I checked my url again in a browser and found it was still valid. But it returned rather slow. I checked the site phpinfo and found the maximum execution time set at 250. Seems like enough time, but I also tested with adding $timeout = 2000 in the script. Still shows the scrape array to be empty.
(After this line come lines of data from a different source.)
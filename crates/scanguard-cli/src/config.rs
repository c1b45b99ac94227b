//! Node configuration – reads/writes `~/.scanguard/config.toml`.

use scanguard_middleware::RosTopics;
use scanguard_perception::DetectionThresholds;
use scanguard_types::ScanError;
use serde::{Deserialize, Serialize};
use std::fs;
use std::path::{Path, PathBuf};

/// Persisted node configuration.  Every field has a default, so a partial
/// (or absent) file is valid.
#[derive(Debug, Clone, PartialEq, Serialize, Deserialize)]
pub struct Config {
    /// rosbridge WebSocket endpoint.
    #[serde(default = "default_rosbridge_url")]
    pub rosbridge_url: String,

    #[serde(default = "default_scan_topic")]
    pub scan_topic: String,

    #[serde(default = "default_tuning_topic")]
    pub tuning_topic: String,

    #[serde(default = "default_collision_topic")]
    pub collision_topic: String,

    /// Per-sector trigger distances in metres.
    #[serde(default)]
    pub thresholds: DetectionThresholds,
}

fn default_rosbridge_url() -> String {
    "ws://localhost:9090".to_string()
}
fn default_scan_topic() -> String {
    "/scan".to_string()
}
fn default_tuning_topic() -> String {
    "/sliding_window/set".to_string()
}
fn default_collision_topic() -> String {
    "/collision".to_string()
}

impl Default for Config {
    fn default() -> Self {
        Self {
            rosbridge_url: default_rosbridge_url(),
            scan_topic: default_scan_topic(),
            tuning_topic: default_tuning_topic(),
            collision_topic: default_collision_topic(),
            thresholds: DetectionThresholds::default(),
        }
    }
}

impl Config {
    pub fn topics(&self) -> RosTopics {
        RosTopics {
            scan: self.scan_topic.clone(),
            tuning: self.tuning_topic.clone(),
            collision: self.collision_topic.clone(),
        }
    }
}

/// Return the path to `~/.scanguard/config.toml`.
pub fn config_path() -> PathBuf {
    config_path_for_home(
        &std::env::var("HOME")
            .or_else(|_| std::env::var("USERPROFILE"))
            .unwrap_or_else(|_| ".".to_string()),
    )
}

pub(crate) fn config_path_for_home(home: &str) -> PathBuf {
    PathBuf::from(home).join(".scanguard").join("config.toml")
}

/// Load the config from the default location, falling back to defaults when
/// the file is absent.  Environment overrides are applied either way.
pub fn load() -> Result<Config, ScanError> {
    let mut cfg = load_from(&config_path())?.unwrap_or_default();
    apply_env_overrides(&mut cfg);
    Ok(cfg)
}

/// Read and parse a config file.  Returns `None` if it does not exist.
pub(crate) fn load_from(path: &Path) -> Result<Option<Config>, ScanError> {
    if !path.exists() {
        return Ok(None);
    }
    let raw = fs::read_to_string(path)
        .map_err(|e| ScanError::Config(format!("failed to read {}: {e}", path.display())))?;
    let cfg = toml::from_str(&raw).map_err(|e| ScanError::Config(format!("failed to parse {}: {e}", path.display())))?;
    Ok(Some(cfg))
}

/// Apply `SCANGUARD_*` environment variable overrides to `cfg`.
///
/// | Variable | Config field |
/// |---|---|
/// | `SCANGUARD_ROSBRIDGE_URL` | `rosbridge_url` |
/// | `SCANGUARD_SCAN_TOPIC` | `scan_topic` |
/// | `SCANGUARD_TUNING_TOPIC` | `tuning_topic` |
/// | `SCANGUARD_COLLISION_TOPIC` | `collision_topic` |
pub fn apply_env_overrides(cfg: &mut Config) {
    let overrides: [(&str, &mut String); 4] = [
        ("SCANGUARD_ROSBRIDGE_URL", &mut cfg.rosbridge_url),
        ("SCANGUARD_SCAN_TOPIC", &mut cfg.scan_topic),
        ("SCANGUARD_TUNING_TOPIC", &mut cfg.tuning_topic),
        ("SCANGUARD_COLLISION_TOPIC", &mut cfg.collision_topic),
    ];
    for (var, field) in overrides {
        if let Ok(v) = std::env::var(var)
            && !v.is_empty()
        {
            *field = v;
        }
    }
}

/// Write `cfg` to the default location.
pub fn save(cfg: &Config) -> Result<PathBuf, ScanError> {
    let path = config_path();
    save_to(cfg, &path)?;
    Ok(path)
}

pub(crate) fn save_to(cfg: &Config, path: &Path) -> Result<(), ScanError> {
    if let Some(parent) = path.parent() {
        fs::create_dir_all(parent).map_err(|e| ScanError::Config(format!("failed to create config directory: {e}")))?;
        #[cfg(unix)]
        {
            use std::os::unix::fs::PermissionsExt;
            fs::set_permissions(parent, fs::Permissions::from_mode(0o700))
                .map_err(|e| ScanError::Config(format!("failed to set config directory permissions: {e}")))?;
        }
    }
    let raw = toml::to_string_pretty(cfg).map_err(|e| ScanError::Serialization(e.to_string()))?;
    #[cfg(unix)]
    {
        use std::io::Write;
        use std::os::unix::fs::OpenOptionsExt;
        fs::OpenOptions::new()
            .write(true)
            .create(true)
            .truncate(true)
            .mode(0o600)
            .open(path)
            .and_then(|mut f| f.write_all(raw.as_bytes()))
            .map_err(|e| ScanError::Config(format!("failed to write {}: {e}", path.display())))?;
    }
    #[cfg(not(unix))]
    fs::write(path, raw).map_err(|e| ScanError::Config(format!("failed to write {}: {e}", path.display())))?;
    Ok(())
}
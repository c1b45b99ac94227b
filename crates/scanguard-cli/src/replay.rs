//! Offline replay of recorded rosbridge traffic.
//!
//! Input is one rosbridge JSON frame per line (as captured from the socket).
//! Scan and tuning frames drive a local [`Pipeline`]; every completed cycle
//! is written to `out` as the `/collision` publish frame the live node would
//! have sent.  Unparseable lines are logged and skipped.

use std::io::{BufRead, Write};

use scanguard_middleware::rosbridge::{self, Inbound, RosTopics};
use scanguard_runtime::Pipeline;
use scanguard_types::ScanError;
use tracing::{debug, warn};

/// Counters reported at the end of a replay.
#[derive(Debug, Default, Clone, Copy, PartialEq, Eq)]
pub struct ReplaySummary {
    pub lines: usize,
    pub scans: usize,
    pub tunings: usize,
    /// Tuning requests refused because the width would go negative.
    pub rejected_tunings: usize,
    pub cycles: usize,
    pub skipped: usize,
}

pub fn replay(
    input: impl BufRead,
    mut out: impl Write,
    topics: &RosTopics,
    pipeline: &mut Pipeline,
) -> Result<ReplaySummary, ScanError> {
    let mut summary = ReplaySummary::default();

    for (n, line) in input.lines().enumerate() {
        let line = line.map_err(|e| ScanError::Parsing(format!("read error at line {}: {e}", n + 1)))?;
        if line.trim().is_empty() {
            continue;
        }
        summary.lines += 1;

        match rosbridge::parse_inbound(&line, topics) {
            Ok(Some(Inbound::Scan(scan))) => {
                summary.scans += 1;
                if let Some(output) = pipeline.process_scan(&scan) {
                    summary.cycles += 1;
                    writeln!(out, "{}", rosbridge::collision_frame(&topics.collision, &output.collision))
                        .map_err(|e| ScanError::Serialization(e.to_string()))?;
                }
            }
            Ok(Some(Inbound::Tuning(delta))) => {
                summary.tunings += 1;
                match pipeline.apply_tuning(delta) {
                    Ok(_) => {}
                    // Logged by the pipeline; the window is unchanged.
                    Err(ScanError::TuningRejected { .. }) => summary.rejected_tunings += 1,
                    Err(e) => return Err(e),
                }
            }
            Ok(None) => debug!(line = n + 1, "ignoring frame"),
            Err(e) => {
                summary.skipped += 1;
                warn!(line = n + 1, error = %e, "skipping frame");
            }
        }
    }

    Ok(summary)
}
The size of the BOR url page gets bigger every day because another line is added for each date. Is there any other size or time limit that DH might have changed last month that I could be hitting? Or that I am hitting because of the increasing screen size?

[php]<?
ini_set(‘max_execution_time’, 300); //300 seconds = 5 minutes
#$url = “oooff.com”;
$url=“http://www.usbr.gov/pn-bin/yak/webarccsv.pl?station=YRPW&year=2000&month=10&day=1&year=2017&month=02&day=23&pcode=QD”;
echo $url;
$timeout = 2000;
$ch = curl_init($url);
curl_setopt($ch, CURLOPT_RETURNTRANSFER, true);
$curl_scraped_page = curl_exec($ch);
curl_close($ch);
echo $curl_scraped_page;
?>
[/php]

Edit: I just tried changing the url to start at year 2005 rather than 2000 to shorten the size of the page, and maybe shorten the run time at the BOR site, but still got nothing back in the scraped_page array.


#7

I finally got it. I had to change the url string from http to https ! Something must have changed at the BOR around the first of the calendar year.
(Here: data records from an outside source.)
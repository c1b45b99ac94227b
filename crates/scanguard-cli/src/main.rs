//! `scanguard` – lidar collision guard command line.
//!
//! Subcommands:
//!
//! - `run` (default) – connect to rosbridge, consume `/scan` and
//!   `/sliding_window/set`, publish `/collision` until Ctrl-C.
//! - `replay <file>` – push a recorded newline-delimited rosbridge capture
//!   through the pipeline and print the `/collision` frames to stdout.
//! - `init-config` – write the default `~/.scanguard/config.toml`.
//! - `help` – usage.

mod config;
mod replay;

use colored::Colorize;
use std::fs::File;
use std::io::BufReader;
use std::process::ExitCode;
use std::sync::Arc;

use scanguard_middleware::{EventBus, RosbridgeClient};
use scanguard_runtime::{AvoidanceNode, Pipeline, SharedPipeline, init_tracing};
use scanguard_types::ScanError;
use tokio::sync::watch;
use tracing::{error, info, warn};

/// Parsed command line.
#[derive(Debug, PartialEq, Eq)]
enum Command {
    Run,
    Replay(String),
    InitConfig,
    Help,
}

fn parse_args(args: &[String]) -> Result<Command, String> {
    match args.first().map(String::as_str) {
        None | Some("run") => Ok(Command::Run),
        Some("replay") => args
            .get(1)
            .map(|path| Command::Replay(path.clone()))
            .ok_or_else(|| "replay needs a capture file".to_string()),
        Some("init-config") => Ok(Command::InitConfig),
        Some("help" | "-h" | "--help") => Ok(Command::Help),
        Some(other) => Err(format!("unknown command `{other}`")),
    }
}

fn main() -> ExitCode {
    let args: Vec<String> = std::env::args().skip(1).collect();
    let command = match parse_args(&args) {
        Ok(c) => c,
        Err(e) => {
            eprintln!("{}: {e}", "error".red().bold());
            print_usage();
            return ExitCode::FAILURE;
        }
    };

    // Must be created before the Tokio runtime (synchronous span export).
    let _guard = init_tracing("scanguard");

    let result = match command {
        Command::Help => {
            print_usage();
            Ok(())
        }
        Command::InitConfig => init_config(),
        Command::Replay(path) => replay_file(&path),
        Command::Run => run_live(),
    };

    match result {
        Ok(()) => ExitCode::SUCCESS,
        Err(e) => {
            error!(error = %e, "scanguard exited with an error");
            eprintln!("{}: {e}", "error".red().bold());
            ExitCode::FAILURE
        }
    }
}

// ─────────────────────────────────────────────────────────────────────────────
// Commands
// ─────────────────────────────────────────────────────────────────────────────

fn init_config() -> Result<(), ScanError> {
    let path = config::save(&config::Config::default())?;
    println!(
        "  {} Default config written to {}",
        "✓".green().bold(),
        path.display().to_string().bold()
    );
    Ok(())
}

fn replay_file(path: &str) -> Result<(), ScanError> {
    let cfg = config::load()?;
    let file = File::open(path).map_err(|e| ScanError::Config(format!("cannot open {path}: {e}")))?;
    let mut pipeline = Pipeline::new(cfg.thresholds);

    let stdout = std::io::stdout();
    let summary = replay::replay(BufReader::new(file), stdout.lock(), &cfg.topics(), &mut pipeline)?;
    info!(
        lines = summary.lines,
        scans = summary.scans,
        tunings = summary.tunings,
        rejected_tunings = summary.rejected_tunings,
        cycles = summary.cycles,
        skipped = summary.skipped,
        final_window = %pipeline.window_size(),
        "replay finished"
    );
    Ok(())
}

fn run_live() -> Result<(), ScanError> {
    print_banner();
    let cfg = config::load()?;
    println!("  rosbridge : {}", cfg.rosbridge_url.bold());
    println!(
        "  topics    : {} + {} → {}",
        cfg.scan_topic.cyan(),
        cfg.tuning_topic.cyan(),
        cfg.collision_topic.cyan()
    );
    println!();

    let (shutdown_tx, shutdown_rx) = watch::channel(false);
    if let Err(e) = ctrlc::set_handler(move || {
        eprintln!();
        eprintln!("{}", "⚠  Ctrl-C received – shutting down …".yellow().bold());
        let _ = shutdown_tx.send(true);
    }) {
        warn!(error = %e, "failed to install Ctrl-C handler");
    }

    let runtime = tokio::runtime::Runtime::new().map_err(|e| ScanError::Transport(format!("tokio runtime: {e}")))?;
    runtime.block_on(async move {
        let bus = Arc::new(EventBus::default());
        let pipeline = SharedPipeline::new(Pipeline::new(cfg.thresholds));
        let node = AvoidanceNode::new(Arc::clone(&bus), pipeline.clone());
        let client = RosbridgeClient::new(Arc::clone(&bus), cfg.rosbridge_url.clone(), cfg.topics());

        let node_task = tokio::spawn(node.run(shutdown_rx.clone()));
        let client_result = client.run(shutdown_rx).await;

        // The client is gone; stop the node whatever the reason.
        node_task.abort();
        match node_task.await {
            Ok(result) => result?,
            Err(e) if e.is_cancelled() => {}
            Err(e) => return Err(ScanError::Channel(format!("avoidance node task failed: {e}"))),
        }

        info!(
            cycles = pipeline.cycles()?,
            window = %pipeline.window_size()?,
            "scanguard stopped"
        );
        client_result
    })
}

// ─────────────────────────────────────────────────────────────────────────────
// Banner / usage
// ─────────────────────────────────────────────────────────────────────────────

fn print_banner() {
    println!();
    println!("{}", "  ╔══════════════════════════════════════╗".bold().cyan());
    println!("{}", "  ║              SCANGUARD               ║".bold().cyan());
    println!("{}", "  ╚══════════════════════════════════════╝".bold().cyan());
    println!();
    println!(
        "  {} {}",
        "ScanGuard".bold(),
        format!("v{}", env!("CARGO_PKG_VERSION")).dimmed()
    );
    println!("  Lidar sector collision guard");
    println!();
}

fn print_usage() {
    println!("{}", "Usage:".bold());
    println!("  scanguard [run]           connect to rosbridge and guard until Ctrl-C");
    println!("  scanguard replay <file>   replay a rosbridge capture, print /collision frames");
    println!("  scanguard init-config     write ~/.scanguard/config.toml with defaults");
    println!("  scanguard help            show this message");
}

#[cfg(test)]
mod tests {
    use super::*;

    fn args(list: &[&str]) -> Vec<String> {
        list.iter().map(|s| s.to_string()).collect()
    }

    #[test]
    fn no_arguments_means_run() {
        assert_eq!(parse_args(&[]), Ok(Command::Run));
        assert_eq!(parse_args(&args(&["run"])), Ok(Command::Run));
    }

    #[test]
    fn replay_requires_a_path() {
        assert_eq!(
            parse_args(&args(&["replay", "scan.ndjson"])),
            Ok(Command::Replay("scan.ndjson".to_string()))
        );
        assert!(parse_args(&args(&["replay"])).is_err());
    }

    #[test]
    fn help_aliases() {
        for flag in ["help", "-h", "--help"] {
            assert_eq!(parse_args(&args(&[flag])), Ok(Command::Help));
        }
    }

    #[test]
    fn unknown_command_is_rejected() {
        assert!(parse_args(&args(&["fly"])).unwrap_err().contains("fly"));
    }
}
Still I don’t understand why the url would always work as http when I took the echo of my url and copied it into a browser.


#8

Browsers will automatically follow redirection, however with cURL you can turn that on/off:

URLOPT_FOLLOWLOCATION TRUE to follow any "Location: " header that the server sends as part of the HTTP header (note this is recursive, PHP will follow as many "Location: " headers that it is sent, unless CURLOPT_MAXREDIRS is set).